Birth attendants and a BetterBirth coach use the Safe Childbirth Checklist, hanging on the wall, at a facility in Uttar Pradesh to ensure quality care the new mother and baby.

Combating Postpartum Hemorrhage with Effective Implementation

Postpartum hemorrhage is the leading cause of maternal death during childbirth. Every year, it affects 14 million women around the world. About 70,000 of those women die as a result, and many more require urgent surgery to control the bleeding. Global guidelines have offered insight into how to effectively manage postpartum hemorrhage in a clinical setting. However, inconsistent or ineffective implementation of these guidelines has eroded their impact, and there is little guidance on which implementation strategies work best. 

Later this year, the World Health Organization (WHO) plans to release updated guidelines on the prevention, diagnosis, and treatment of postpartum hemorrhage as part of the 2023 – 2030 WHO Roadmap to Combat Postpartum Hemorrhage. For the first time, these guidelines will be accompanied by implementation guidance to support actionable and sustainable change. Ariadne Labs’ BetterBirth team collaborated with colleagues at Beth Israel Deaconess Medical Center and Cochrane to complete a systematic review, published in the Cochrane Library, of implementation strategies to provide an evidence base for this new guidance. The review is the first of its kind to study how implementation strategies affect the uptake and impact of postpartum hemorrhage clinical guidelines. 

“At Ariadne Labs, we know that any intervention is only as effective as its implementation,” said Katherine Semrau, PhD, Deputy Director of Ariadne Labs and Director of the BetterBirth program. “We hope the findings of this review can offer needed implementation guidance to support uptake of the clinical guidelines and begin to move the needle on postpartum hemorrhage.”

Implementers have historically relied on strategies including training and educating birth attendants in evidence-based practices, providing facilities with new equipment, and creating reporting systems that can audit health records and provide health workers with feedback. The team set out to examine the existing literature to understand which, if any, of these strategies had an impact on key outcomes, including adherence to WHO-recommended guidelines, maternal death, and severe morbidities. 

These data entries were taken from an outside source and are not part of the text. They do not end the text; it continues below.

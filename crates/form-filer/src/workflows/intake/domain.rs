use chrono::{DateTime, Utc};
use serde::{Deserialize, Serialize};
use serde_json::Value;

/// Opaque storage identifier for one uploaded file.
#[derive(Debug, Clone, PartialEq, Eq, Hash, Serialize, Deserialize)]
pub struct FileRef(pub String);

/// Question types a form can carry.
#[derive(Debug, Clone, Copy, PartialEq, Eq, Hash, Serialize, Deserialize)]
#[serde(rename_all = "SCREAMING_SNAKE_CASE")]
pub enum ItemKind {
    Text,
    ParagraphText,
    MultipleChoice,
    List,
    Checkbox,
    Scale,
    Date,
    Time,
    #[serde(rename = "DATETIME")]
    DateTime,
    Duration,
    Grid,
    CheckboxGrid,
    FileUpload,
}

impl ItemKind {
    pub fn parse(raw: &str) -> Option<Self> {
        let kind = match raw.trim().to_ascii_uppercase().as_str() {
            "TEXT" => Self::Text,
            "PARAGRAPH_TEXT" => Self::ParagraphText,
            "MULTIPLE_CHOICE" => Self::MultipleChoice,
            "LIST" => Self::List,
            "CHECKBOX" => Self::Checkbox,
            "SCALE" => Self::Scale,
            "DATE" => Self::Date,
            "TIME" => Self::Time,
            "DATETIME" => Self::DateTime,
            "DURATION" => Self::Duration,
            "GRID" => Self::Grid,
            "CHECKBOX_GRID" => Self::CheckboxGrid,
            "FILE_UPLOAD" => Self::FileUpload,
            _ => return None,
        };
        Some(kind)
    }

    pub const fn is_file_upload(self) -> bool {
        matches!(self, Self::FileUpload)
    }
}

/// Answer payload, shaped by the question kind.
#[derive(Debug, Clone, PartialEq, Eq)]
pub enum Answer {
    Empty,
    Text(String),
    List(Vec<String>),
    Files(Vec<FileRef>),
}

impl Answer {
    /// Flattens the answer for lookups and display; lists are joined with `", "`.
    pub fn flatten(&self) -> String {
        match self {
            Answer::Empty => String::new(),
            Answer::Text(text) => text.clone(),
            Answer::List(values) => values.join(", "),
            Answer::Files(files) => files
                .iter()
                .map(|file| file.0.as_str())
                .collect::<Vec<_>>()
                .join(", "),
        }
    }

    pub fn files(&self) -> &[FileRef] {
        match self {
            Answer::Files(files) => files,
            _ => &[],
        }
    }
}

/// One answered question in a submission.
#[derive(Debug, Clone, PartialEq, Eq, Deserialize)]
#[serde(try_from = "RawItemResponse")]
pub struct ItemResponse {
    question_title: String,
    kind: ItemKind,
    answer: Answer,
}

impl ItemResponse {
    pub fn new(
        question_title: impl Into<String>,
        kind: ItemKind,
        answer: Answer,
    ) -> Result<Self, SubmissionDecodeError> {
        let question_title = question_title.into();
        let shape_ok = match (&answer, kind.is_file_upload()) {
            (Answer::Empty, _) => true,
            (Answer::Files(_), true) => true,
            (Answer::Text(_) | Answer::List(_), false) => true,
            _ => false,
        };
        if !shape_ok {
            return Err(SubmissionDecodeError::AnswerShape {
                question: question_title,
                kind,
            });
        }
        Ok(Self {
            question_title,
            kind,
            answer,
        })
    }

    pub fn text(question_title: impl Into<String>, value: impl Into<String>) -> Self {
        Self {
            question_title: question_title.into(),
            kind: ItemKind::Text,
            answer: Answer::Text(value.into()),
        }
    }

    pub fn choices<I, S>(question_title: impl Into<String>, values: I) -> Self
    where
        I: IntoIterator<Item = S>,
        S: Into<String>,
    {
        Self {
            question_title: question_title.into(),
            kind: ItemKind::Checkbox,
            answer: Answer::List(values.into_iter().map(Into::into).collect()),
        }
    }

    pub fn files<I, S>(question_title: impl Into<String>, ids: I) -> Self
    where
        I: IntoIterator<Item = S>,
        S: Into<String>,
    {
        Self {
            question_title: question_title.into(),
            kind: ItemKind::FileUpload,
            answer: Answer::Files(ids.into_iter().map(|id| FileRef(id.into())).collect()),
        }
    }

    pub fn unanswered(question_title: impl Into<String>, kind: ItemKind) -> Self {
        Self {
            question_title: question_title.into(),
            kind,
            answer: Answer::Empty,
        }
    }

    pub fn question_title(&self) -> &str {
        &self.question_title
    }

    pub fn kind(&self) -> ItemKind {
        self.kind
    }

    pub fn answer(&self) -> &Answer {
        &self.answer
    }

    pub fn is_file_upload(&self) -> bool {
        self.kind.is_file_upload()
    }

    pub fn uploaded_files(&self) -> &[FileRef] {
        self.answer.files()
    }
}

#[derive(Debug, Deserialize)]
#[serde(rename_all = "camelCase")]
struct RawItemResponse {
    question_title: String,
    kind: String,
    #[serde(default)]
    answer: Value,
}

impl TryFrom<RawItemResponse> for ItemResponse {
    type Error = SubmissionDecodeError;

    fn try_from(raw: RawItemResponse) -> Result<Self, Self::Error> {
        let kind = ItemKind::parse(&raw.kind).ok_or_else(|| SubmissionDecodeError::UnknownKind {
            question: raw.question_title.clone(),
            kind: raw.kind.clone(),
        })?;

        let answer = if kind.is_file_upload() {
            decode_files(&raw.question_title, raw.answer)?
        } else {
            decode_values(&raw.question_title, raw.answer)?
        };

        ItemResponse::new(raw.question_title, kind, answer)
    }
}

fn decode_files(question: &str, value: Value) -> Result<Answer, SubmissionDecodeError> {
    let entries = match value {
        Value::Null => return Ok(Answer::Empty),
        Value::String(id) => vec![Value::String(id)],
        Value::Array(entries) => entries,
        _ => return Err(malformed(question)),
    };

    let files = entries
        .into_iter()
        .map(|entry| match entry {
            Value::String(id) => Ok(FileRef(id)),
            Value::Object(mut map) => match map.remove("id") {
                Some(Value::String(id)) => Ok(FileRef(id)),
                _ => Err(malformed(question)),
            },
            _ => Err(malformed(question)),
        })
        .collect::<Result<Vec<_>, _>>()?;

    Ok(Answer::Files(files))
}

fn decode_values(question: &str, value: Value) -> Result<Answer, SubmissionDecodeError> {
    match value {
        Value::Null => Ok(Answer::Empty),
        Value::String(text) => Ok(Answer::Text(text)),
        Value::Number(number) => Ok(Answer::Text(number.to_string())),
        Value::Bool(flag) => Ok(Answer::Text(flag.to_string())),
        Value::Array(entries) => entries
            .into_iter()
            .map(|entry| match entry {
                Value::String(text) => Ok(text),
                Value::Null => Ok(String::new()),
                // grid rows arrive as nested arrays
                Value::Array(row) => row
                    .into_iter()
                    .map(|cell| match cell {
                        Value::String(text) => Ok(text),
                        Value::Null => Ok(String::new()),
                        _ => Err(malformed(question)),
                    })
                    .collect::<Result<Vec<_>, _>>()
                    .map(|cells| cells.join(", ")),
                _ => Err(malformed(question)),
            })
            .collect::<Result<Vec<_>, _>>()
            .map(Answer::List),
        Value::Object(_) => Err(malformed(question)),
    }
}

fn malformed(question: &str) -> SubmissionDecodeError {
    SubmissionDecodeError::MalformedAnswer {
        question: question.to_string(),
    }
}

/// Inbound event describing one form submission.
#[derive(Debug, Clone, PartialEq, Eq, Deserialize)]
#[serde(rename_all = "camelCase")]
pub struct SubmissionEvent {
    #[serde(default)]
    pub submission_id: Option<String>,
    #[serde(default)]
    pub created_at: Option<DateTime<Utc>>,
    pub items: Vec<ItemResponse>,
}

impl SubmissionEvent {
    pub fn new(items: Vec<ItemResponse>) -> Self {
        Self {
            submission_id: None,
            created_at: None,
            items,
        }
    }

    pub fn from_json(raw: &str) -> Result<Self, serde_json::Error> {
        serde_json::from_str(raw)
    }
}

#[derive(Debug, thiserror::Error)]
pub enum SubmissionDecodeError {
    #[error("question '{question}' has unrecognized kind '{kind}'")]
    UnknownKind { question: String, kind: String },
    #[error("question '{question}' has an answer that does not match its kind {kind:?}")]
    AnswerShape { question: String, kind: ItemKind },
    #[error("question '{question}' has a malformed answer")]
    MalformedAnswer { question: String },
}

The review found that while there is no single, one-size-fits-all strategy for guaranteed success, strategies must include multiple components to improve clinicians’ adherence to practices and, ultimately, improve health outcomes. Training alone is not enough to affect change, but it should be a piece of broader, multi-pronged approaches that also include elements of stakeholder engagement and follow-up. In addition, the team saw that what works in one setting may be ineffective in another, underscoring the importance of local adaptation. 

“This review gives us insight into what implementation strategies are working, and where work still needs to be done to maximize the effect of the guidelines,” said Jeanne-Marie Guise, MD, MPH, MBA, Senior Investigator from the Department of Obstetrics, Gynecology and Reproductive Biology at Beth Israel Deaconess Medical Center and Harvard Medical School. “It also highlights the need for future research efforts that prioritize pragmatic studies of implementation effectiveness to evaluate strategies in real-world settings.”

This work highlights that change is possible through effective implementation, while also underscoring the critical importance of further research to understand the impact of implementation. Study conclusions were limited by the wide variation across studies, suggesting an opportunity for creation of a set of core contextual and implementation measures that should be consistently reported across studies.

“As we look ahead to the future of postpartum hemorrhage management, we see our review as a first step to reaching consensus on how to implement change that sticks,” said Dr. Semrau. “We know what needs to be done to stop needless suffering from postpartum hemorrhage. Now, we need to be sure that clinicians around the world are ready and able to implement that change.”